(Data supplied Opens)
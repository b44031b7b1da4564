//! Z-order operations

use super::SceneState;
use crate::error::Result;

impl SceneState {
    /// Swap an object with its neighbour above. No-op when already topmost.
    pub fn move_object_up(&mut self, view_key: &str, id: &str) -> Result<bool> {
        let view = self.view_mut(view_key)?;

        match view.index_of(id) {
            Some(index) if index + 1 < view.objects.len() => {
                view.objects.swap(index, index + 1);
                self.version += 1;
                tracing::debug!("Moved {id} up to layer {}", index + 1);
                Ok(true)
            }
            _ => Ok(false),
        }
    }

    /// Swap an object with its neighbour below. No-op when already bottommost.
    pub fn move_object_down(&mut self, view_key: &str, id: &str) -> Result<bool> {
        let view = self.view_mut(view_key)?;

        match view.index_of(id) {
            Some(index) if index > 0 => {
                view.objects.swap(index, index - 1);
                self.version += 1;
                tracing::debug!("Moved {id} down to layer {}", index - 1);
                Ok(true)
            }
            _ => Ok(false),
        }
    }

    /// Layer index of an object (0 = bottom)
    pub fn layer_of(&self, view_key: &str, id: &str) -> Option<usize> {
        self.scene.view(view_key)?.index_of(id)
    }
}

#[cfg(test)]
mod tests {
    use super::*;
    use shared::DesignObject;

    fn stacked() -> SceneState {
        let mut s = SceneState::default();
        for id in ["a", "b", "c"] {
            s.add_object("front", DesignObject::image(id, "x.png", 0.0, 0.0, 10.0, 10.0))
                .unwrap();
        }
        s
    }

    fn order(s: &SceneState) -> Vec<String> {
        s.objects("front").unwrap().iter().map(|o| o.id.clone()).collect()
    }

    #[test]
    fn test_move_up_swaps_with_neighbour() {
        let mut s = stacked();
        assert!(s.move_object_up("front", "a").unwrap());
        assert_eq!(order(&s), vec!["b", "a", "c"]);
        assert_eq!(s.layer_of("front", "a"), Some(1));
    }

    #[test]
    fn test_move_down_swaps_with_neighbour() {
        let mut s = stacked();
        assert!(s.move_object_down("front", "c").unwrap());
        assert_eq!(order(&s), vec!["a", "c", "b"]);
    }

    #[test]
    fn test_boundaries_are_noops() {
        let mut s = stacked();
        let version = s.version();
        assert!(!s.move_object_up("front", "c").unwrap());
        assert!(!s.move_object_down("front", "a").unwrap());
        assert!(!s.move_object_up("front", "missing").unwrap());
        assert!(!s.move_object_down("front", "missing").unwrap());
        assert_eq!(order(&s), vec!["a", "b", "c"]);
        assert_eq!(s.version(), version);
    }

    #[test]
    fn test_single_object_cannot_move() {
        let mut s = SceneState::default();
        s.add_object("back", DesignObject::text("t", "x", 0.0, 0.0, 10.0))
            .unwrap();
        assert!(!s.move_object_up("back", "t").unwrap());
        assert!(!s.move_object_down("back", "t").unwrap());
    }

    #[test]
    fn test_unknown_view_errors() {
        let mut s = stacked();
        assert!(s.move_object_up("side", "a").is_err());
        assert!(s.move_object_down("side", "a").is_err());
    }
}
//! One-way credential hashing.

use anyhow::{anyhow, Context, Result};
use argon2::password_hash::SaltString;
use argon2::{Argon2, PasswordHash, PasswordHasher, PasswordVerifier};
use base64ct::{Base64UrlUnpadded, Encoding};
use rand::{rngs::OsRng, RngCore};

/// Hash a plaintext credential into an argon2 PHC string.
///
/// # Errors
/// Returns an error if salt generation or hashing fails.
pub fn hash(password: &str) -> Result<String> {
    let mut bytes = [0u8; 16];
    OsRng
        .try_fill_bytes(&mut bytes)
        .context("failed to generate salt")?;
    let salt =
        SaltString::encode_b64(&bytes).map_err(|err| anyhow!("failed to encode salt: {err}"))?;
    Argon2::default()
        .hash_password(password.as_bytes(), &salt)
        .map(|hashed| hashed.to_string())
        .map_err(|err| anyhow!("failed to hash password: {err}"))
}

/// Verify a plaintext credential against a stored PHC string.
///
/// Unparseable stored hashes verify as false rather than erroring; a corrupt
/// row must not read as a valid credential.
#[must_use]
pub fn verify(password: &str, stored: &str) -> bool {
    PasswordHash::new(stored).is_ok_and(|hash| {
        Argon2::default()
            .verify_password(password.as_bytes(), &hash)
            .is_ok()
    })
}

/// Random opaque credential for externally-verified accounts. The raw value
/// is hashed and discarded; nobody ever types it.
///
/// # Errors
/// Returns an error if random generation fails.
pub fn random_password() -> Result<String> {
    let mut bytes = [0u8; 24];
    OsRng
        .try_fill_bytes(&mut bytes)
        .context("failed to generate random password")?;
    Ok(Base64UrlUnpadded::encode_string(&bytes))
}

#[cfg(test)]
mod tests {
    use super::*;

    #[test]
    fn hash_then_verify_round_trip() -> Result<()> {
        let hashed = hash("12345678")?;
        assert!(verify("12345678", &hashed));
        assert!(!verify("wrong-password", &hashed));
        Ok(())
    }

    #[test]
    fn hashes_are_salted() -> Result<()> {
        assert_ne!(hash("12345678")?, hash("12345678")?);
        Ok(())
    }

    #[test]
    fn corrupt_stored_hash_never_verifies() {
        assert!(!verify("12345678", "not-a-phc-string"));
        assert!(!verify("12345678", ""));
    }

    #[test]
    fn random_passwords_differ() -> Result<()> {
        assert_ne!(random_password()?, random_password()?);
        Ok(())
    }
}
(Data supplied Closes)
Assigned task: Display each line of the data where "fails" occurs.

Task answer:
/// Returns an error if salt generation or hashing fails.
/// Returns an error if random generation fails.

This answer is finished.